Male or female 19 years of age and older
Unilateral shoulder pain with a pain score of 4 or higher.
patients with a symptom duration of at least three months who have not responded to conventional treatments, including analgesics.
patients diagnosed with massive or extensive full-thickness rotator cuff tears confirmed by computed tomography arthrography or magnetic resonance imaging.

Exclusion criteria

patients diagnosed with small or medium full-thickness rotator cuff tears among study participants with full-thickness rotator cuff tears.
patients who have received subacromial injection therapy in the affected shoulder within the past three months.
patients who have undergone rotator cuff surgery on the affected shoulder within the past six months.
patients exhibiting or suspected of having the following radiological findings: malignant tumors, severe glenohumeral osteoarthritis, or bony abnormalities causing subacromial space narrowing.
patients presenting with symptomatic cervical spine disorders.
patients experiencing bilateral shoulder pain.

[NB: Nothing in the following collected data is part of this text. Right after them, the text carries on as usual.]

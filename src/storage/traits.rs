//! Storage traits and error types
//!
//! The three repository traits are the only persistence surface the pipeline
//! sees. Every call is its own transaction.

use crate::state::{EntityStatus, JobStatus, JobType, ScrapeStatus, UrlType};
use crate::storage::{Entity, EntityRecord, JobCounts, ScrapeJob, TrackedUrl, UpsertOutcome};
use chrono::{DateTime, Utc};
use std::collections::{HashMap, HashSet};
use thiserror::Error;

/// Errors that can occur during storage operations
#[derive(Debug, Error)]
pub enum StorageError {
    #[error("Job not found: {0}")]
    JobNotFound(i64),

    #[error("Entity not found: {0}")]
    EntityNotFound(String),

    #[error("Invalid job transition for job {job_id}: {from:?} -> {to:?}")]
    InvalidTransition {
        job_id: i64,
        from: JobStatus,
        to: JobStatus,
    },

    #[error("Serialization error: {0}")]
    Serialization(String),

    #[error("SQLite error: {0}")]
    Sqlite(#[from] rusqlite::Error),
}

/// Result type for storage operations
pub type StorageResult<T> = Result<T, StorageError>;

/// Scrape job lifecycle persistence
pub trait JobRepository {
    /// Creates a job record with status RUNNING
    fn start_job(&mut self, job_type: JobType) -> StorageResult<ScrapeJob>;

    /// Moves a RUNNING job to COMPLETED with its final counts
    fn complete_job(&mut self, job_id: i64, counts: JobCounts) -> StorageResult<()>;

    /// Moves a RUNNING job to FAILED with an error message
    fn fail_job(&mut self, job_id: i64, error_message: &str) -> StorageResult<()>;

    fn get_job(&self, job_id: i64) -> StorageResult<Option<ScrapeJob>>;

    /// Gets the most recently started job, optionally of one type
    fn get_latest(&self, job_type: Option<JobType>) -> StorageResult<Option<ScrapeJob>>;

    fn get_running(&self) -> StorageResult<Vec<ScrapeJob>>;

    /// Closes a RUNNING job left behind by a crashed process
    ///
    /// # Arguments
    ///
    /// * `job_id` - The stale job
    /// * `status` - COMPLETED or FAILED
    /// * `completed_at` - Synthetic completion timestamp
    /// * `counts` - Counts reconstructed from tracked URLs
    /// * `error_message` - Reason recorded on the job
    fn close_stale_job(
        &mut self,
        job_id: i64,
        status: JobStatus,
        completed_at: DateTime<Utc>,
        counts: JobCounts,
        error_message: Option<&str>,
    ) -> StorageResult<()>;
}

/// Per-URL scrape tracking
pub trait UrlRepository {
    /// Inserts a URL as PENDING, or updates type and job id of an existing one
    ///
    /// Scrape status and retry count of an existing URL are preserved.
    fn upsert_url(
        &mut self,
        url: &str,
        url_type: UrlType,
        job_id: Option<i64>,
    ) -> StorageResult<TrackedUrl>;

    /// Marks a URL SUCCESS and clears its error
    fn mark_success(
        &mut self,
        url: &str,
        content_hash: &str,
        file_path: Option<&str>,
    ) -> StorageResult<()>;

    /// Marks a URL FAILED and increments its retry count
    fn mark_failed(&mut self, url: &str, error_message: &str) -> StorageResult<()>;

    /// Gets FAILED URLs whose retry count is below `max_retries`
    fn get_failed(&self, max_retries: u32) -> StorageResult<Vec<TrackedUrl>>;

    fn get_by_url(&self, url: &str) -> StorageResult<Option<TrackedUrl>>;

    /// Counts tracked URLs last touched by a job
    fn count_for_job(&self, job_id: i64) -> StorageResult<JobCounts>;

    fn count_urls_by_status(&self) -> StorageResult<HashMap<ScrapeStatus, u64>>;
}

/// Entity persistence keyed by reference number
pub trait EntityRepository {
    /// Inserts or updates an entity by reference number
    ///
    /// Re-lists a removed entity and resets its miss counter.
    fn upsert_entity(&mut self, record: &EntityRecord) -> StorageResult<UpsertOutcome>;

    fn get_by_reference(&self, reference_number: &str) -> StorageResult<Option<Entity>>;

    /// Reference numbers of every entity not marked removed
    fn get_all_reference_numbers(&self) -> StorageResult<HashSet<String>>;

    fn mark_removed(&mut self, reference_number: &str) -> StorageResult<()>;

    /// Increments the miss counter and returns its new value
    fn record_miss(&mut self, reference_number: &str) -> StorageResult<u32>;

    fn count_entities_by_status(&self) -> StorageResult<HashMap<EntityStatus, u64>>;

    /// Available entities per species
    fn count_available_by_species(&self) -> StorageResult<HashMap<String, u64>>;
}

/// Every repository the pipeline needs, behind one handle
pub trait Storage: JobRepository + UrlRepository + EntityRepository {}

impl<T: JobRepository + UrlRepository + EntityRepository> Storage for T {}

patients diagnosed with multiple arthritis, infectious arthritis, rheumatoid arthritis, or fibromyalgia.
patients with neurological deficits.
Pregnant or breastfeeding patients
patients unwilling to use effective contraception during the study period.
patients currently infected with HBV, HCV, or HIV, or those with a positive RPR test result.
patients with severe conditions that may affect the study, including cardiovascular diseases, renal diseases, hepatic diseases, endocrine disorders, or malignancies.
patients who are unable to comprehend the questionnaires used for study assessments, including the Visual Analog Scale (VAS), or those with communication difficulties due to psychiatric disorders.
Any other cases deemed inappropriate for study participation by the investigator.